И что прикажешь делать до тех пор, пока эта никчемная популяция еще не перебита, не перевоспитана, не загнана в положенные резервации? В просвещенных умах зреет мысль: цивилизовать, ввести «в историю», используя здесь гегелевско-чаадаевскую риторику. Но при всех проектах следует исходить из смертности субъекта: жизнь дворняги скоротечна - не успеешь его цивилизовать, а он взял да и помер. Любые масштабные преобразования сталкивались с этой досадной деталью. Петровско-ленинские проекты всем хороши, плохи, пожалуй, только люди, в них используемые. Главная помеха для истории - человек. Прикажешь жалеть его? Назвать его жизнь трагической?

Трагедия - это дело воображения. Так называемый простой народ, не наделенный способностью к рефлексии, не в состоянии обозначить свои неприятности как трагедию. Так и мрут, дурни, не узнав, что могли переживать с патетикой. Так почему же, спрошу я, почему интеллигент не применяет свою способность превращать беду в трагедию - к бедам других? Ведь с ним самим ничего реального не происходит - у него не горят дома, не мрут от голода дети. Иначе формулируя: непременно ли трагедия происходит внутри субъекта или она объективна? Или по-другому: может ли быть рассмотрен как субъект трагического сознания сам мировой дух, по отношению к которому все несчастья равноудалены? И если да, то значит, трагедия есть понятие онтологическое, она присутствует всегда, и интеллигент существует лишь затем, чтобы выразить ее. Он нужен миру как плакальщик на похоронах, в сущности, он больше ни на что не годен. Ошибочно полагать, будто он субъект трагедии сам по себе.

То, что один интеллигент не вполне понимает другого, это не трагедия - это комедия. Потому что понимать особенно нечего. Мысли, опыт, убеждения у обоих примерно одинаковые - разнятся амбиции. Поэт и толпа - это тоже комедия, противоречия меж ними выдуманные. Трагическими поэты становятся тогда, когда принуждены делить судьбу толпы, той самой, которую всю жизнь презирали.

Трагедия - это нечто иное.
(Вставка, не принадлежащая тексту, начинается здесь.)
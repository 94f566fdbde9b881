//! # Connection Pool
//!
//! One `SqlitePool` shared by every request handler, plus the
//! repository accessors.
//!
//! ```text
//!  Sale 1 ──► conn ──► BEGIN; INSERT sale … ; UPDATE products … ; COMMIT
//!  Sale 2 ──► conn ──► BEGIN; INSERT sale …   (waits for the write lock)
//!  Report ──► conn ──► SELECT …               (last committed state, no wait)
//! ```
//!
//! File databases run in WAL mode so reports never block the till. SQLite
//! still admits one writer at a time: a second writer waits up to
//! `busy_timeout`, then fails with [`DbError::Busy`].
//!
//! `:memory:` databases live and die with their single connection, so that
//! connection is never recycled.

use sqlx::sqlite::{SqliteConnectOptions, SqliteJournalMode, SqlitePoolOptions, SqliteSynchronous};
use sqlx::{Sqlite, SqlitePool, Transaction};
use std::path::{Path, PathBuf};
use std::str::FromStr;
use std::time::Duration;
use tracing::{debug, info};

use crate::error::{DbError, DbResult};
use crate::migrations::{self, MigrationStatus};
use crate::repository::cost::CostOperationRepository;
use crate::repository::ledger::LedgerRepository;
use crate::repository::outbox::EventOutboxRepository;
use crate::repository::product::ProductRepository;
use crate::repository::sale::SaleRepository;

const MEMORY_PATH: &str = ":memory:";

// =============================================================================
// Configuration
// =============================================================================

/// Pool and store settings.
///
/// ```rust,ignore
/// let config = DbConfig::new("/var/lib/pantry/pantry.db")
///     .max_connections(8)
///     .busy_timeout(Duration::from_secs(5));
/// ```
#[derive(Debug, Clone)]
pub struct DbConfig {
    /// SQLite file, created on first connect. `:memory:` for a throwaway store.
    pub database_path: PathBuf,
    pub max_connections: u32,
    pub min_connections: u32,
    /// How long to wait for a free pooled connection.
    pub connect_timeout: Duration,
    /// How long a writer waits for the write lock before `Busy`.
    pub busy_timeout: Duration,
    /// Idle connections are closed after this (file databases only).
    pub idle_timeout: Duration,
    pub run_migrations: bool,
}

impl DbConfig {
    /// File database with 5 connections and a 5 s busy timeout.
    pub fn new(path: impl Into<PathBuf>) -> Self {
        DbConfig {
            database_path: path.into(),
            max_connections: 5,
            min_connections: 1,
            connect_timeout: Duration::from_secs(30),
            busy_timeout: Duration::from_secs(5),
            idle_timeout: Duration::from_secs(600),
            run_migrations: true,
        }
    }

    /// Isolated single-connection store, migrated on open. For tests.
    pub fn in_memory() -> Self {
        DbConfig {
            max_connections: 1,
            connect_timeout: Duration::from_secs(5),
            ..DbConfig::new(MEMORY_PATH)
        }
    }

    pub fn max_connections(mut self, max: u32) -> Self {
        self.max_connections = max;
        self
    }

    pub fn min_connections(mut self, min: u32) -> Self {
        self.min_connections = min;
        self
    }

    pub fn connect_timeout(mut self, timeout: Duration) -> Self {
        self.connect_timeout = timeout;
        self
    }

    pub fn busy_timeout(mut self, timeout: Duration) -> Self {
        self.busy_timeout = timeout;
        self
    }

    pub fn run_migrations(mut self, run: bool) -> Self {
        self.run_migrations = run;
        self
    }

    pub fn is_in_memory(&self) -> bool {
        self.database_path == Path::new(MEMORY_PATH)
    }

    fn connect_options(&self) -> DbResult<SqliteConnectOptions> {
        if self.is_in_memory() {
            let options = SqliteConnectOptions::from_str("sqlite::memory:")
                .map_err(|e| DbError::ConnectionFailed(e.to_string()))?;
            return Ok(options.foreign_keys(true).busy_timeout(self.busy_timeout));
        }

        Ok(SqliteConnectOptions::new()
            .filename(&self.database_path)
            .create_if_missing(true)
            .journal_mode(SqliteJournalMode::Wal)
            .synchronous(SqliteSynchronous::Normal)
            .foreign_keys(true)
            .busy_timeout(self.busy_timeout))
    }
}

// =============================================================================
// Database
// =============================================================================

/// Main database handle providing repository access.
///
/// Built once at startup and cloned into every handler; clones share the
/// pool. Repositories are cheap handles created per call.
///
/// ## Usage
/// ```rust,ignore
/// let product = db.products().get_by_id(&id).await?;
///
/// let mut tx = db.begin().await?;
/// let entry = StockGuard::apply_delta(&mut tx, change).await?;
/// tx.commit().await?;
/// ```
#[derive(Debug, Clone)]
pub struct Database {
    /// The SQLite connection pool.
    pool: SqlitePool,
}

impl Database {
    /// Opens the pool and, unless disabled, brings the schema up to date.
    pub async fn new(config: DbConfig) -> DbResult<Self> {
        info!(
            path = %config.database_path.display(),
            in_memory = config.is_in_memory(),
            "Opening database"
        );

        let mut pool_options = SqlitePoolOptions::new()
            .max_connections(config.max_connections)
            .min_connections(config.min_connections)
            .acquire_timeout(config.connect_timeout);

        pool_options = if config.is_in_memory() {
            pool_options.idle_timeout(None).max_lifetime(None)
        } else {
            pool_options.idle_timeout(Some(config.idle_timeout))
        };

        let pool = pool_options
            .connect_with(config.connect_options()?)
            .await
            .map_err(|e| DbError::ConnectionFailed(e.to_string()))?;

        debug!(
            max_connections = config.max_connections,
            busy_timeout_ms = config.busy_timeout.as_millis() as u64,
            "Pool ready"
        );

        let db = Database { pool };
        if config.run_migrations {
            db.run_migrations().await?;
        }

        Ok(db)
    }

    /// Applies pending migrations. Idempotent.
    pub async fn run_migrations(&self) -> DbResult<()> {
        migrations::run_migrations(&self.pool).await
    }

    pub async fn migration_status(&self) -> DbResult<MigrationStatus> {
        migrations::migration_status(&self.pool).await
    }

    pub fn pool(&self) -> &SqlitePool {
        &self.pool
    }

    /// Opens an atomic unit of work.
    ///
    /// Dropping the transaction without `commit()` rolls everything back.
    pub async fn begin(&self) -> DbResult<Transaction<'static, Sqlite>> {
        Ok(self.pool.begin().await?)
    }

    pub fn products(&self) -> ProductRepository {
        ProductRepository::new(self.pool.clone())
    }

    pub fn ledger(&self) -> LedgerRepository {
        LedgerRepository::new(self.pool.clone())
    }

    pub fn sales(&self) -> SaleRepository {
        SaleRepository::new(self.pool.clone())
    }

    pub fn costs(&self) -> CostOperationRepository {
        CostOperationRepository::new(self.pool.clone())
    }

    pub fn outbox(&self) -> EventOutboxRepository {
        EventOutboxRepository::new(self.pool.clone())
    }

    /// Waits for checked-out connections, then closes the pool. Every later
    /// call fails.
    pub async fn close(&self) {
        info!("Closing database");
        self.pool.close().await;
    }

    /// Runs a trivial query.
    pub async fn health_check(&self) -> bool {
        sqlx::query("SELECT 1")
            .execute(&self.pool)
            .await
            .is_ok()
    }
}

// =============================================================================
// Unit Tests
// =============================================================================
//! # pantry-db: Persistence Layer for Pantry
//!
//! SQLite storage for products, the quantity ledger, sales, cost records
//! and the event outbox, using sqlx for async access.
//!
//! ## Architecture Position
//! ```text
//! ┌─────────────────────────────────────────────────────────────────────────┐
//! │                        Pantry Data Flow                                 │
//! │                                                                         │
//! │  pantry-engine (SaleProcessor, InventoryService, CostingService)       │
//! │       │                                                                 │
//! │       ▼                                                                 │
//! │  ┌─────────────────────────────────────────────────────────────────┐   │
//! │  │                    pantry-db (THIS CRATE)                       │   │
//! │  │                                                                 │   │
//! │  │   ┌───────────────┐    ┌───────────────┐    ┌──────────────┐  │   │
//! │  │   │   Database    │    │  Repositories │    │  Migrations  │  │   │
//! │  │   │   (pool.rs)   │    │               │    │  (embedded)  │  │   │
//! │  │   │               │    │ ProductRepo   │    │              │  │   │
//! │  │   │ SqlitePool    │◄───│ LedgerRepo    │    │ 001_init.sql │  │   │
//! │  │   │ begin() → tx  │    │ SaleRepo      │    │ 002_outbox   │  │   │
//! │  │   │               │    │ CostOpRepo    │    │              │  │   │
//! │  │   └───────────────┘    │ OutboxRepo    │    └──────────────┘  │   │
//! │  │                        └───────────────┘                       │   │
//! │  │   ┌───────────────────────────────────────────────────────┐   │   │
//! │  │   │ StockGuard (stock.rs): conditional quantity update    │   │   │
//! │  │   │ + ledger append, on the caller's transaction          │   │   │
//! │  │   └───────────────────────────────────────────────────────┘   │   │
//! │  └─────────────────────────────────────────────────────────────────┘   │
//! │       │                                                                 │
//! │       ▼                                                                 │
//! │  SQLite (WAL, foreign keys on, busy_timeout)                           │
//! └─────────────────────────────────────────────────────────────────────────┘
//! ```
//!
//! ## Module Organization
//!
//! - [`pool`] - Connection pool creation and configuration
//! - [`migrations`] - Embedded database migrations
//! - [`error`] - Database error types
//! - [`repository`] - Repository implementations
//! - [`stock`] - The guarded quantity write path
//!
//! ## Usage
//!
//! ```rust,ignore
//! use pantry_db::{Database, DbConfig, StockChange, StockGuard};
//!
//! let db = Database::new(DbConfig::new("pantry.db")).await?;
//!
//! let mut tx = db.begin().await?;
//! StockGuard::apply_delta(&mut tx, StockChange::new(&id, LedgerKind::Usage, -2, "chef", now)).await?;
//! tx.commit().await?;
//!
//! let low = db.products().low_stock().await?;
//! ```

// =============================================================================
// Module Declarations
// =============================================================================

pub mod error;
pub mod migrations;
pub mod pool;
pub mod repository;
pub mod stock;

// =============================================================================
// Re-exports
// =============================================================================

pub use error::{DbError, DbResult};
pub use migrations::MigrationStatus;
pub use pool::{Database, DbConfig};
pub use stock::{StockChange, StockGuard};

// Repository re-exports for convenience
pub use repository::cost::CostOperationRepository;
pub use repository::ledger::LedgerRepository;
pub use repository::outbox::EventOutboxRepository;
pub use repository::product::ProductRepository;
pub use repository::sale::SaleRepository;
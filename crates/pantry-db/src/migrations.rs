//! # Schema Migrations
//!
//! The SQL files under `migrations/sqlite/` are embedded at compile time
//! and applied in version order on startup.
//!
//! ```text
//! migrations/sqlite/
//! ├── 001_initial_schema.sql   products, cost history, ledger, sales,
//! │                            cost operations
//! └── 002_event_outbox.sql     post-commit event queue
//! ```
//!
//! Applied files must never be edited; schema changes go in a new
//! `NNN_description.sql`. Money columns are TEXT decimal strings, never REAL.

use sqlx::SqlitePool;
use std::collections::HashSet;
use tracing::{info, warn};

use crate::error::DbResult;

static MIGRATOR: sqlx::migrate::Migrator = sqlx::migrate!("../../migrations/sqlite");

/// Where the schema stands relative to the embedded migrations.
#[derive(Debug, Clone, PartialEq, Eq)]
pub struct MigrationStatus {
    /// Embedded migration count.
    pub available: usize,
    /// Versions recorded as successfully applied.
    pub applied: usize,
    /// Embedded versions not applied yet, ascending.
    pub pending: Vec<i64>,
}

impl MigrationStatus {
    pub fn is_current(&self) -> bool {
        self.pending.is_empty()
    }
}

/// Applies every pending migration. Safe to call on every startup.
pub async fn run_migrations(pool: &SqlitePool) -> DbResult<()> {
    let before = migration_status(pool).await?;
    if before.is_current() {
        info!(applied = before.applied, "Schema is up to date");
        return Ok(());
    }

    info!(pending = ?before.pending, "Applying migrations");
    MIGRATOR.run(pool).await?;
    info!(count = before.pending.len(), "Migrations applied");
    Ok(())
}

/// Compares the embedded migrations with the `_sqlx_migrations` table.
///
/// A fresh database without that table counts as nothing applied.
pub async fn migration_status(pool: &SqlitePool) -> DbResult<MigrationStatus> {
    let table_exists: bool = sqlx::query_scalar(
        "SELECT EXISTS (SELECT 1 FROM sqlite_master WHERE type = 'table' AND name = '_sqlx_migrations')",
    )
    .fetch_one(pool)
    .await?;

    let applied: HashSet<i64> = if table_exists {
        sqlx::query_scalar("SELECT version FROM _sqlx_migrations WHERE success = 1")
            .fetch_all(pool)
            .await?
            .into_iter()
            .collect()
    } else {
        HashSet::new()
    };

    let available: Vec<i64> = MIGRATOR.iter().map(|m| m.version).collect();
    let pending: Vec<i64> = available
        .iter()
        .copied()
        .filter(|version| !applied.contains(version))
        .collect();

    let unknown = applied.iter().filter(|v| !available.contains(v)).count();
    if unknown > 0 {
        warn!(unknown = unknown, "Database has migrations this build doesn't know about");
    }

    Ok(MigrationStatus {
        available: available.len(),
        applied: applied.len(),
        pending,
    })
}
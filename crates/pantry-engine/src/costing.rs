//! # Costing Service
//!
//! Read-only cost reports. Each call loads a fresh snapshot of products and
//! cost operations and computes on it; nothing is written or cached.
//!
//! Snapshots are not transactional with concurrent sales, so two reports
//! taken while the till is busy may differ. Two reports with no writes in
//! between are identical.

use pantry_core::costing::total_costs;
use pantry_core::{CoreError, CostSnapshot, CostSummary, DateRange, ProductCost};
use pantry_db::Database;
use tracing::debug;

use crate::error::EngineResult;

#[derive(Debug, Clone)]
pub struct CostingService {
    db: Database,
}

impl CostingService {
    pub fn new(db: Database) -> Self {
        CostingService { db }
    }

    /// Loads every product and every cost operation.
    pub async fn snapshot(&self) -> EngineResult<CostSnapshot> {
        let products = self.db.products().list().await?;
        let operations = self.db.costs().list(&DateRange::all()).await?;

        debug!(
            products = products.len(),
            operations = operations.len(),
            "Loaded cost snapshot"
        );
        Ok(CostSnapshot::new(products, operations))
    }

    /// Cost breakdown of one product.
    pub async fn product_cost(&self, product_id: &str) -> EngineResult<ProductCost> {
        let snapshot = self.snapshot().await?;
        let product = snapshot
            .products
            .iter()
            .find(|p| p.id == product_id)
            .ok_or_else(|| CoreError::ProductNotFound(product_id.to_string()))?;

        Ok(snapshot.product_cost(product)?)
    }

    /// Grand, monthly and per-category totals of costs incurred in `range`.
    pub async fn total_costs(&self, range: &DateRange) -> EngineResult<CostSummary> {
        let operations = self.db.costs().list(range).await?;
        Ok(total_costs(&operations, range)?)
    }

    /// Cost breakdown of every priced product, sorted by name.
    pub async fn profit_margins(&self) -> EngineResult<Vec<ProductCost>> {
        Ok(self.snapshot().await?.profit_margins()?)
    }
}

#[cfg(test)]
mod tests {
    use super::*;
    use crate::config::EngineConfig;
    use crate::error::ErrorCode;
    use crate::inventory::CostRecord;
    use crate::Engine;
    use chrono::{TimeZone, Utc};
    use pantry_core::{Actor, CostCategory, FixedClock, NewProduct, ProductType};
    use rust_decimal_macros::dec;
    use std::sync::Arc;

    async fn engine() -> Engine {
        let db = Database::new(pantry_db::DbConfig::in_memory())
            .await
            .unwrap();
        let clock = Arc::new(FixedClock(Utc.with_ymd_and_hms(2024, 6, 1, 12, 0, 0).unwrap()));
        Engine::new(db, EngineConfig::default(), clock)
    }

    #[tokio::test]
    async fn test_unknown_product() {
        let engine = engine().await;
        let err = engine.costing().product_cost("missing").await.unwrap_err();
        assert_eq!(err.code(), ErrorCode::ProductNotFound);
    }

    #[tokio::test]
    async fn test_total_costs_window() {
        let engine = engine().await;
        let inventory = engine.inventory();
        let may = Utc.with_ymd_and_hms(2024, 5, 10, 0, 0, 0).unwrap();
        let june = Utc.with_ymd_and_hms(2024, 6, 10, 0, 0, 0).unwrap();

        for (category, amount, at) in [
            (CostCategory::Operational, dec!(100.00), may),
            (CostCategory::Overhead, dec!(50.00), june),
            (CostCategory::Operational, dec!(30.00), june),
        ] {
            inventory
                .record_cost(CostRecord::new(category, amount).occurred_at(at), &Actor::system())
                .await
                .unwrap();
        }

        let june_only = DateRange::new(Some(Utc.with_ymd_and_hms(2024, 6, 1, 0, 0, 0).unwrap()), None);
        let summary = engine.costing().total_costs(&june_only).await.unwrap();
        assert_eq!(summary.grand_total, dec!(80.00));

        let all = engine.costing().total_costs(&DateRange::all()).await.unwrap();
        assert_eq!(all.grand_total, dec!(180.00));
        assert_eq!(all.monthly.len(), 2);
    }

    #[tokio::test]
    async fn test_profit_margins_sorted_by_name() {
        let engine = engine().await;
        let inventory = engine.inventory();
        for name in ["Wrap", "Burger"] {
            inventory
                .create_product(
                    NewProduct::new(name, ProductType::Combination)
                        .cost_price(dec!(4.00))
                        .selling_price(dec!(10.00)),
                    10,
                    &Actor::system(),
                )
                .await
                .unwrap();
        }
        inventory
            .create_product(
                NewProduct::new("Salt", ProductType::Stock).cost_price(dec!(0.50)),
                10,
                &Actor::system(),
            )
            .await
            .unwrap();

        let margins = engine.costing().profit_margins().await.unwrap();
        let names: Vec<&str> = margins.iter().map(|c| c.product_name.as_str()).collect();
        assert_eq!(names, vec!["Burger", "Wrap"]);
        assert_eq!(margins[0].profit_margin, Some(dec!(60)));
    }
}
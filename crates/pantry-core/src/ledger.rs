//! # Quantity Ledger
//!
//! Append-only record of every stock-quantity change.
//!
//! ## Entry Invariants
//! ```text
//! ┌─────────────────────────────────────────────────────────────────────────┐
//! │  Every entry satisfies, at construction time:                           │
//! │                                                                         │
//! │    previous_quantity >= 0                                               │
//! │    new_quantity      >= 0                                               │
//! │    new_quantity      == previous_quantity + quantity_delta              │
//! │                                                                         │
//! │  And the delta sign matches the kind:                                   │
//! │                                                                         │
//! │    addition     delta > 0      (deliveries, restocks)                   │
//! │    usage        delta < 0      (kitchen consumption, waste)             │
//! │    sale         delta < 0      (sold over the counter)                  │
//! │    adjustment   delta != 0     (stock count corrections)                │
//! │                                                                         │
//! │  Per product, replaying entries in commit order forms a chain:         │
//! │                                                                         │
//! │    e[n].previous_quantity == e[n-1].new_quantity                        │
//! └─────────────────────────────────────────────────────────────────────────┘
//! ```
//!
//! A violation is never corrected silently. It means the write path is
//! broken, so construction fails with [`CoreError::InvariantViolation`].

use chrono::{DateTime, Utc};
use serde::{Deserialize, Serialize};
use std::collections::HashMap;
use std::fmt;
use ts_rs::TS;

use crate::error::{CoreError, CoreResult};

// =============================================================================
// Ledger Kind
// =============================================================================

/// Why a quantity changed.
#[cfg_attr(feature = "sqlx", derive(sqlx::Type))]
#[cfg_attr(feature = "sqlx", sqlx(rename_all = "snake_case"))]
#[derive(Debug, Clone, Copy, PartialEq, Eq, Hash, Serialize, Deserialize, TS)]
#[ts(export)]
#[serde(rename_all = "snake_case")]
pub enum LedgerKind {
    Addition,
    Usage,
    Sale,
    Adjustment,
}

impl LedgerKind {
    pub const fn as_str(&self) -> &'static str {
        match self {
            LedgerKind::Addition => "addition",
            LedgerKind::Usage => "usage",
            LedgerKind::Sale => "sale",
            LedgerKind::Adjustment => "adjustment",
        }
    }

    /// Checks the delta sign against the kind.
    pub const fn accepts_delta(&self, delta: i64) -> bool {
        match self {
            LedgerKind::Addition => delta > 0,
            LedgerKind::Usage | LedgerKind::Sale => delta < 0,
            LedgerKind::Adjustment => delta != 0,
        }
    }
}

impl fmt::Display for LedgerKind {
    fn fmt(&self, f: &mut fmt::Formatter<'_>) -> fmt::Result {
        f.write_str(self.as_str())
    }
}

// =============================================================================
// Ledger Entry
// =============================================================================

/// One committed quantity change. Never updated, never deleted.
#[derive(Debug, Clone, PartialEq, Eq, Serialize, Deserialize, TS)]
#[ts(export)]
pub struct LedgerEntry {
    pub id: String,
    /// Store-assigned, increasing in commit order.
    pub sequence: i64,
    pub product_id: String,
    pub kind: LedgerKind,
    pub quantity_delta: i64,
    pub previous_quantity: i64,
    pub new_quantity: i64,
    pub reason: Option<String>,
    /// What caused the change, e.g. the sale ID.
    pub reference_id: Option<String>,
    pub actor: String,
    #[ts(as = "String")]
    pub created_at: DateTime<Utc>,
}

impl LedgerEntry {
    /// Re-checks the entry invariants (used when replaying stored rows).
    pub fn verify(&self) -> CoreResult<()> {
        check_entry(
            &self.product_id,
            self.kind,
            self.quantity_delta,
            self.previous_quantity,
            self.new_quantity,
        )
    }
}

/// A validated entry waiting for the store to assign `id` and `sequence`.
#[derive(Debug, Clone, PartialEq, Eq)]
pub struct LedgerDraft {
    pub product_id: String,
    pub kind: LedgerKind,
    pub quantity_delta: i64,
    pub previous_quantity: i64,
    pub new_quantity: i64,
    pub reason: Option<String>,
    pub reference_id: Option<String>,
    pub actor: String,
    pub created_at: DateTime<Utc>,
}

impl LedgerDraft {
    /// Builds a draft, failing with `InvariantViolation` on inconsistent
    /// arithmetic or a delta that does not match the kind.
    pub fn new(
        product_id: impl Into<String>,
        kind: LedgerKind,
        quantity_delta: i64,
        previous_quantity: i64,
        new_quantity: i64,
        actor: impl Into<String>,
        created_at: DateTime<Utc>,
    ) -> CoreResult<Self> {
        let product_id = product_id.into();
        check_entry(&product_id, kind, quantity_delta, previous_quantity, new_quantity)?;

        Ok(LedgerDraft {
            product_id,
            kind,
            quantity_delta,
            previous_quantity,
            new_quantity,
            reason: None,
            reference_id: None,
            actor: actor.into(),
            created_at,
        })
    }

    pub fn with_reason(mut self, reason: Option<String>) -> Self {
        self.reason = reason;
        self
    }

    pub fn with_reference(mut self, reference_id: Option<String>) -> Self {
        self.reference_id = reference_id;
        self
    }

    /// Finalizes the draft with store-assigned identity.
    pub fn into_entry(self, id: String, sequence: i64) -> LedgerEntry {
        LedgerEntry {
            id,
            sequence,
            product_id: self.product_id,
            kind: self.kind,
            quantity_delta: self.quantity_delta,
            previous_quantity: self.previous_quantity,
            new_quantity: self.new_quantity,
            reason: self.reason,
            reference_id: self.reference_id,
            actor: self.actor,
            created_at: self.created_at,
        }
    }
}

fn check_entry(
    product_id: &str,
    kind: LedgerKind,
    delta: i64,
    previous: i64,
    new: i64,
) -> CoreResult<()> {
    if previous < 0 || new < 0 {
        return Err(CoreError::invariant(format!(
            "negative quantity for {}: previous {}, new {}",
            product_id, previous, new
        )));
    }

    if previous.checked_add(delta) != Some(new) {
        return Err(CoreError::invariant(format!(
            "{} ledger entry for {}: {} + {} != {}",
            kind, product_id, previous, delta, new
        )));
    }

    if !kind.accepts_delta(delta) {
        return Err(CoreError::invariant(format!(
            "{} ledger entry for {} cannot carry delta {}",
            kind, product_id, delta
        )));
    }

    Ok(())
}

// =============================================================================
// Replay
// =============================================================================

/// Quantity of a product right after a ledger entry.
#[derive(Debug, Clone, Copy, PartialEq, Eq, Serialize, Deserialize)]
pub struct QuantityPoint {
    pub sequence: i64,
    pub at: DateTime<Utc>,
    pub quantity: i64,
}

/// Replays entries (any product mix, commit order) and checks every
/// per-product chain link.
pub fn verify_chain(entries: &[LedgerEntry]) -> CoreResult<()> {
    let mut last_seen: HashMap<&str, (i64, i64)> = HashMap::new();

    for entry in entries {
        entry.verify()?;

        if let Some((last_sequence, last_quantity)) = last_seen.get(entry.product_id.as_str()) {
            if entry.sequence <= *last_sequence {
                return Err(CoreError::invariant(format!(
                    "ledger for {} out of order: sequence {} after {}",
                    entry.product_id, entry.sequence, last_sequence
                )));
            }
            if entry.previous_quantity != *last_quantity {
                return Err(CoreError::invariant(format!(
                    "ledger chain broken for {} at sequence {}: previous {} but last recorded {}",
                    entry.product_id, entry.sequence, entry.previous_quantity, last_quantity
                )));
            }
        }

        last_seen.insert(entry.product_id.as_str(), (entry.sequence, entry.new_quantity));
    }

    Ok(())
}

/// Reconstructs one product's quantity history from its entries.
pub fn quantity_timeline(entries: &[LedgerEntry]) -> Vec<QuantityPoint> {
    entries
        .iter()
        .map(|entry| QuantityPoint {
            sequence: entry.sequence,
            at: entry.created_at,
            quantity: entry.new_quantity,
        })
        .collect()
}

// =============================================================================
// Unit Tests
// =============================================================================

#[cfg(test)]
mod tests {
    use super::*;
    use chrono::TimeZone;

    fn at() -> DateTime<Utc> {
        Utc.with_ymd_and_hms(2024, 3, 1, 12, 0, 0).unwrap()
    }

    fn entry(sequence: i64, kind: LedgerKind, delta: i64, previous: i64) -> LedgerEntry {
        LedgerDraft::new("p1", kind, delta, previous, previous + delta, "tester", at())
            .unwrap()
            .into_entry(format!("e{}", sequence), sequence)
    }

    #[test]
    fn test_valid_sale_entry() {
        let draft = LedgerDraft::new("p1", LedgerKind::Sale, -5, 25, 20, "cashier", at()).unwrap();
        assert_eq!(draft.new_quantity, 20);
    }

    #[test]
    fn test_arithmetic_mismatch_is_invariant_violation() {
        let err = LedgerDraft::new("p1", LedgerKind::Sale, -5, 25, 21, "cashier", at()).unwrap_err();
        assert!(matches!(err, CoreError::InvariantViolation(_)));
    }

    #[test]
    fn test_negative_quantity_rejected() {
        let err = LedgerDraft::new("p1", LedgerKind::Usage, -30, 25, -5, "chef", at()).unwrap_err();
        assert!(matches!(err, CoreError::InvariantViolation(_)));
    }

    #[test]
    fn test_kind_sign_rules() {
        assert!(LedgerKind::Addition.accepts_delta(3));
        assert!(!LedgerKind::Addition.accepts_delta(-3));
        assert!(!LedgerKind::Sale.accepts_delta(2));
        assert!(LedgerKind::Adjustment.accepts_delta(-2));
        assert!(!LedgerKind::Adjustment.accepts_delta(0));

        let err = LedgerDraft::new("p1", LedgerKind::Sale, 5, 25, 30, "cashier", at()).unwrap_err();
        assert!(matches!(err, CoreError::InvariantViolation(_)));
    }

    #[test]
    fn test_chain_replays() {
        let entries = vec![
            entry(1, LedgerKind::Addition, 25, 0),
            entry(2, LedgerKind::Sale, -5, 25),
            entry(4, LedgerKind::Adjustment, 2, 20),
        ];
        assert!(verify_chain(&entries).is_ok());

        let timeline = quantity_timeline(&entries);
        let quantities: Vec<i64> = timeline.iter().map(|p| p.quantity).collect();
        assert_eq!(quantities, vec![25, 20, 22]);
    }

    #[test]
    fn test_broken_chain_detected() {
        let entries = vec![
            entry(1, LedgerKind::Addition, 25, 0),
            entry(2, LedgerKind::Sale, -5, 24),
        ];
        let err = verify_chain(&entries).unwrap_err();
        assert!(err.to_string().contains("chain broken"));
    }
}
Это одиночество подлинное, а не мнимое, это несчастные, оставленные без помощи, это беззащитные перед лицом нищеты, это одинокие без надежды, это больные и старые без опеки, это калеки, не опознанные как субъекты трагедии. Неузнанные в качестве героев трагедии, именно они ее и воплощают. Не одиночество в толпе, но одинокая толпа, - вот кто является действительным субъектом трагедии.

Но ведь рассказать об этом ей некому, да и не умеет она говорить. Мы от рождения безъязыки, общаемся меж собой на недоступном миру языке, словно глухонемые. И сколь бы ни был этот язык красив, он оставляет равнодушной ту часть человечества, понимания которой мы алчем. Как ребенок к взрослому, мы обращаемся к миру с агуканьем, а он умиленно гладит нас по голове, ничего не понимая. Это невнятное бормотанье, эта невразумительная речь в ушах мира звучат загадочной музыкой, жалобы, доносящиеся отсюда, с окраины, кажутся загадочными и прекрасными.

Зачем я рассказываю это? Я всего лишь хочу определить наше существование. Это не трагедия, нет. Это просто жизнь на окраине, в странном доме. Разве не ясно было с самого начала, что это - мертвый дом, Некрополис, и судьба у него будет мертвой? Что же делать теперь, когда у нас нет и не было другого дома, кроме этого? И я спрашиваю: почему моя и твоя любовь зависит от бессмысленного места, от нежеланной родни? И какое отношение это имеет к тому, что я не хочу видеть другой карты, кроме твоего лица, другой земли, кроме твоего тела?

Перейти на страницу:

Похожие книги

Рыбья кровь
Рыбья кровь

VIII век. Верховья Дона, глухая деревня в непроходимых лесах. Юный Дарник по прозвищу Рыбья Кровь больше всего на свете хочет путешествовать. В те времена такое могли себе позволить только купцы и воины.Покинув родную землянку, Дарник отправляется в большую жизнь. По пути вокруг него собирается целая ватага таких же предприимчивых, мечтающих о воинской славе парней. Закаляясь в схватках с многочисленными противниками, где доблестью, а где хитростью покоряя города и племена, она превращается в небольшое войско, а Дарник – в настоящего воеводу, не знающего поражений и мечтающего о собственном княжестве…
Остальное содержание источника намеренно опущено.